Ein Stadion voller Familien

«Dies ist das Yarmouk-Stadion. Früher war es ein Ort, der vom Jubel der Zuschauer:innen erfüllt war, die sich hier Fussballspiele ansahen. Auf diesen Tribünen erlebten wir die Aufregung, die Freude und die Gesänge der Fans, wenn ein Spiel stattfand. Jetzt wurde es in ein Lager für Vertriebene umgewandelt, für Familien, die gezwungen sind, aus ihren zerstörten Häusern zu fliehen, oder die Gefahr laufen, angegriffen zu werden. Auf diesen Tribünen sitzen Frauen, die ihr Zuhause verloren haben - einige haben ihre Ehemänner, Kinder oder andere Familienmitglieder verloren, jede mit ihrer eigenen Geschichte.

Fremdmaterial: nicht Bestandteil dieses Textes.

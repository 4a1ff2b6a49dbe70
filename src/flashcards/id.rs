//! Content-derived card identity
//!
//! Ids are a pure function of (front, back, source file), so a card keeps
//! its identity when it moves within a document but gets a fresh one when
//! its text is edited or its document is renamed. The hash is a 32-bit
//! polynomial fingerprint, not cryptographic; collisions are tolerated.

const ID_PREFIX: &str = "card-";
const FIELD_DELIMITER: char = '|';

/// Derive the stable id for a card from its content and source.
pub fn card_id(front: &str, back: &str, source_file: &str) -> String {
    let key = format!(
        "{front}{delim}{back}{delim}{source_file}",
        delim = FIELD_DELIMITER
    );
    let mut hash: i32 = 0;
    for ch in key.chars() {
        hash = hash.wrapping_mul(31).wrapping_add(ch as i32);
    }
    // Widen before abs so i32::MIN cannot overflow
    format!("{}{}", ID_PREFIX, to_base36((hash as i64).abs()))
}

fn to_base36(mut value: i64) -> String {
    if value == 0 {
        return "0".to_string();
    }
    let mut digits = String::new();
    while value > 0 {
        let d = (value % 36) as u8;
        let ch = if d < 10 { b'0' + d } else { b'a' + d - 10 };
        digits.push(ch as char);
        value /= 36;
    }
    digits.chars().rev().collect()
}
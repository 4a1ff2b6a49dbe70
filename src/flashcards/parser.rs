//! Fenced-block card parser
//!
//! Cards live in fenced code blocks tagged `anki`. Each card is
//! `<front lines>`, a line containing only `?`, then `<back lines>`; a
//! block may hold several cards separated by a blank line before the next
//! card's `?` line:
//!
//! ```text
//! What is the capital of France?
//! ?
//! Paris
//!
//! What is the capital of Spain?
//! ?
//! Madrid
//! ```
//!
//! Malformed sub-blocks (no separator, or more than one) are silently
//! skipped rather than reported.

use pulldown_cmark::{CodeBlockKind, Event, Options, Parser, Tag, TagEnd};

use super::models::Card;

/// Info-string tag marking a card block
const CARD_BLOCK_TAG: &str = "anki";
/// Line separating a card's front from its back
const SEPARATOR: &str = "?";

/// Extract candidate cards from a document's raw text.
///
/// Produced cards carry content and provenance only; scheduling state is
/// filled in by the store merge.
pub fn parse_document(text: &str, source_file: &str) -> Vec<Card> {
    let mut cards = Vec::new();
    for (content, position) in card_blocks(text) {
        for (front, back) in split_block(&content) {
            cards.push(Card::new(front, back, source_file.to_string(), position));
        }
    }
    cards
}

/// Locate fenced `anki` blocks, yielding inner text and the byte offset of
/// the opening fence.
fn card_blocks(text: &str) -> Vec<(String, usize)> {
    let mut blocks = Vec::new();
    let mut current: Option<(String, usize)> = None;

    for (event, range) in Parser::new_ext(text, Options::empty()).into_offset_iter() {
        match event {
            Event::Start(Tag::CodeBlock(CodeBlockKind::Fenced(info))) => {
                let tag = info.split_whitespace().next().unwrap_or("");
                if tag == CARD_BLOCK_TAG {
                    current = Some((String::new(), range.start));
                }
            }
            Event::Text(text) => {
                if let Some((content, _)) = current.as_mut() {
                    content.push_str(&text);
                }
            }
            Event::End(TagEnd::CodeBlock) => {
                if let Some(block) = current.take() {
                    blocks.push(block);
                }
            }
            _ => {}
        }
    }

    blocks
}

/// Split a block's inner text into front/back pairs.
///
/// A naive split on blank lines would break cards whose answer contains
/// blank lines, so a blank-line boundary only starts a new candidate when
/// the segment after it carries its own separator line; other segments are
/// answer continuations of the current candidate.
fn split_block(content: &str) -> Vec<(String, String)> {
    let mut candidates: Vec<String> = Vec::new();

    for segment in blank_line_segments(content) {
        let has_separator = segment.lines().any(|line| line.trim() == SEPARATOR);
        match candidates.last_mut() {
            Some(last) if !has_separator => {
                last.push_str("\n\n");
                last.push_str(&segment);
            }
            _ => candidates.push(segment),
        }
    }

    candidates
        .iter()
        .filter_map(|candidate| split_card(candidate))
        .collect()
}

/// Group lines into segments separated by runs of blank lines
fn blank_line_segments(content: &str) -> Vec<String> {
    let mut segments = Vec::new();
    let mut current = String::new();

    for line in content.lines() {
        if line.trim().is_empty() {
            if !current.is_empty() {
                segments.push(std::mem::take(&mut current));
            }
        } else {
            if !current.is_empty() {
                current.push('\n');
            }
            current.push_str(line);
        }
    }
    if !current.is_empty() {
        segments.push(current);
    }

    segments
}

/// Accept a candidate iff splitting on the separator yields exactly two
/// non-empty parts.
fn split_card(candidate: &str) -> Option<(String, String)> {
    let mut parts: Vec<String> = vec![String::new()];

    for line in candidate.lines() {
        if line.trim() == SEPARATOR {
            parts.push(String::new());
        } else if let Some(part) = parts.last_mut() {
            if !part.is_empty() {
                part.push('\n');
            }
            part.push_str(line);
        }
    }

    if parts.len() != 2 {
        return None;
    }
    let front = parts[0].trim();
    let back = parts[1].trim();
    if front.is_empty() || back.is_empty() {
        return None;
    }
    Some((front.to_string(), back.to_string()))
}
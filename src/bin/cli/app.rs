use std::path::PathBuf;

use anyhow::{Context, Result};

use mneme::flashcards::CardStorage;
use mneme::settings::ReviewSettings;

/// Shared application state for CLI commands
pub struct App {
    pub storage: CardStorage,
    pub settings: ReviewSettings,
    pub vault_dir: PathBuf,
}

impl App {
    pub fn new(vault: Option<PathBuf>, data_dir: Option<PathBuf>) -> Result<Self> {
        let data_dir = match data_dir {
            Some(dir) => dir,
            None => CardStorage::default_data_dir().context("Failed to get data directory")?,
        };

        let storage = CardStorage::new(data_dir);
        storage.init().context("Failed to initialize card storage")?;
        let settings = storage.load_settings().context("Failed to load settings")?;
        let vault_dir = vault.unwrap_or_else(|| PathBuf::from("."));

        Ok(Self {
            storage,
            settings,
            vault_dir,
        })
    }
}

Diese Frauen sitzen auf den Pritschen, in denen sie nun buchstäblich leben. Auf diesen Ständen, die nicht breiter als ein Quadratmeter sind, müssen ganze Familien schlafen. Von Zeit zu Zeit sitzen sie auf diesem kleinen Platz und starren in die Ferne. Ich stelle mir vor, dass sie auf die gefühlt turmhohen Stapel ihrer Sorgen vor ihnen starren.

In den Zelten gibt es keine Privatsphäre, keine Sicherheit, keine Wärme und kein würdiges Leben. Ich kann mir nicht vorstellen, wie die Frauen, die ich hier sehe, mit gebrechlichen Körpern, die an Unterernährung leiden und ihr Bestes tun, um ihre Familien zu ernähren und zu versorgen, an einem Ort wie diesem leben können, wo die Zelte bei jedem Regen zusammenbrechen. Wie können ganze Familien auf so engem Raum komfortabel leben? Wie können sie ihr Leben weiterführen? Wie haben sich die Jubelrufe und die Freude, die hier vor weniger als zwei Jahren zu hören waren, in Tränen und Seufzer der Erschöpfung verwandelt? Im Zelt herrscht nichts als Müdigkeit!»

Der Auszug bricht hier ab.